Tuco didn't look at the guard. He didn't look at the grey walls. He looked at you. His eyes were wide, bloodshot, and frantic, darting over your face as if he were trying to find a reason to tear the room apart. He let out a sharp, jagged hiss of air through his teeth and stomped toward the bars, his hands gripping the iron with a white-knuckled intensity.
"What are you?" he barked, his voice a raw, sandpaper rasp that bounced off the concrete. "They sent a niña to talk to me? ¿Qué es esta mierda? I don't need no 'social worker.' I need a lawyer and a cigarette! ¡Necesito respeto!"
He slammed his forehead against the bars—THUD—not hard enough to break skin, but enough to make the iron rattle. He stared at you through the gaps, his jaw grinding side to side with a rhythmic, bone-deep aggression. He was waiting for you to jump, to stammer, or to call for the guard.
Instead, you just stood there, holding your clipboard. You looked at the blood on his face, then back to his eyes, and you didn't move. You didn't treat him like a kingpin or a beast. You treated him like a man who was bleeding in a cage.
Tuco’s nostrils flared. He took a long, shaking breath, his pupils dilating until they swallowed the brown of his eyes. He leaned in so close you could feel the frantic heat radiating off his skin.

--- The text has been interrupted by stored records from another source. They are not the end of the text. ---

//! Persistence contract for alignment data and the per-document cache state.

use crate::align::{AlignmentMapping, Anchor};
use crate::document::{AnnotatedDocument, Block};
use crate::error::StoreError;
use crate::segment::SegmentList;
use serde::{Deserialize, Serialize};
use ts_rs::TS;

pub const DEFAULT_BATCH_SIZE: usize = 500;

#[derive(Debug, Clone, Copy, PartialEq, Eq, Serialize, Deserialize, TS)]
#[serde(rename_all = "snake_case")]
pub enum CacheState {
    Unprocessed,
    RawCached,
    Matched,
    RenderedCached,
}

impl CacheState {
    /// States holding mapping data that a new pass must discard first.
    pub fn needs_invalidation(self) -> bool {
        matches!(self, Self::Matched | Self::RenderedCached)
    }
}

#[derive(Debug, Clone, Copy, PartialEq, Serialize, Deserialize, TS)]
pub struct Bookmark {
    pub segment_index: usize,
    pub time: f64,
}

#[derive(Debug, Clone, PartialEq, Default, Serialize, Deserialize, TS)]
pub struct DocumentRecord {
    pub doc_id: String,
    #[serde(default)]
    pub title: String,
    #[serde(default)]
    pub author: String,
    #[serde(default)]
    pub last_position: f64,
    #[serde(default, skip_serializing_if = "Option::is_none")]
    #[ts(optional)]
    pub anchor: Option<Anchor>,
    #[serde(default, skip_serializing_if = "Option::is_none")]
    #[ts(optional)]
    pub bookmark: Option<Bookmark>,
}

impl DocumentRecord {
    pub fn new(doc_id: impl Into<String>) -> Self {
        Self {
            doc_id: doc_id.into(),
            ..Self::default()
        }
    }
}

/// Everything a pass or a reader view needs for one document.
///
/// `blocks` holds the annotated snapshot when the state is
/// [`CacheState::RenderedCached`] and the raw blocks otherwise.
#[derive(Debug, Clone, PartialEq)]
pub struct LoadedDocument {
    pub record: DocumentRecord,
    pub blocks: Vec<Block>,
    pub segments: SegmentList,
    pub mapping: AlignmentMapping,
    pub cache_state: CacheState,
}

/// One `segment index -> block id` assignment inside a batch.
#[derive(Debug, Clone, PartialEq, Eq)]
pub struct MappingEntry {
    pub index: usize,
    pub block_id: String,
}

impl MappingEntry {
    pub fn new(index: usize, block_id: impl Into<String>) -> Self {
        Self {
            index,
            block_id: block_id.into(),
        }
    }
}

pub trait AlignmentStore {
    fn load_for_alignment(&self, doc_id: &str) -> Result<LoadedDocument, StoreError>;

    fn store_raw(
        &self,
        record: &DocumentRecord,
        blocks: &[Block],
        segments: &SegmentList,
    ) -> Result<(), StoreError>;

    /// Commit one bounded batch atomically; earlier batches are unaffected
    /// by a failure here.
    fn save_mapping_batch(&self, doc_id: &str, entries: &[MappingEntry])
    -> Result<(), StoreError>;

    fn save_anchor(&self, doc_id: &str, anchor: &Anchor) -> Result<(), StoreError>;

    fn save_rendered_snapshot(
        &self,
        doc_id: &str,
        annotated: &AnnotatedDocument,
    ) -> Result<(), StoreError>;

    /// Drop the snapshot and reset every mapping entry. Idempotent.
    fn invalidate(&self, doc_id: &str) -> Result<(), StoreError>;

    fn clear_all_for_document(&self, doc_id: &str) -> Result<(), StoreError>;

    fn load_record(&self, doc_id: &str) -> Result<Option<DocumentRecord>, StoreError>;

    fn save_bookmark(&self, doc_id: &str, bookmark: Bookmark) -> Result<(), StoreError>;

    fn save_position(&self, doc_id: &str, seconds: f64) -> Result<(), StoreError>;
}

"Why ain't you movin'?" he hissed, his voice dropping into a low, terrifyingly quiet vibration. "Most people... they see me, they start prayin'. They start shakin' like a leaf in the wind. But you? You're just standin' there lookin' at me like I'm a human being. ¿Crees que soy un hombre? You think I'm like you?"
He reached a thick, calloused finger through the bars, pointing it inches from your throat. His hand was trembling—not with fear, but with a kinetic, violent energy he didn't know how to place.
"Don't you look at me like that," he whispered, a dark, chaotic glint appearing in his eyes. "Don't you look at me like you feel sorry for me. I'm Tuco Salamanca! I'm the one who breaks things! ¡Yo soy el que manda!"
He gripped the bars again, his jewelry jingling as his hands shook. He was looking for a crack in your armor, for a sign that you saw the monster he worked so hard to be. The fact that he found nothing but a calm, steady gaze was driving him into a new kind of madness.
"Say something," he rasped, his teeth bared in a jagged, predatory grin. "Give me a reason not to scream this whole building down. ¡Dime algo!"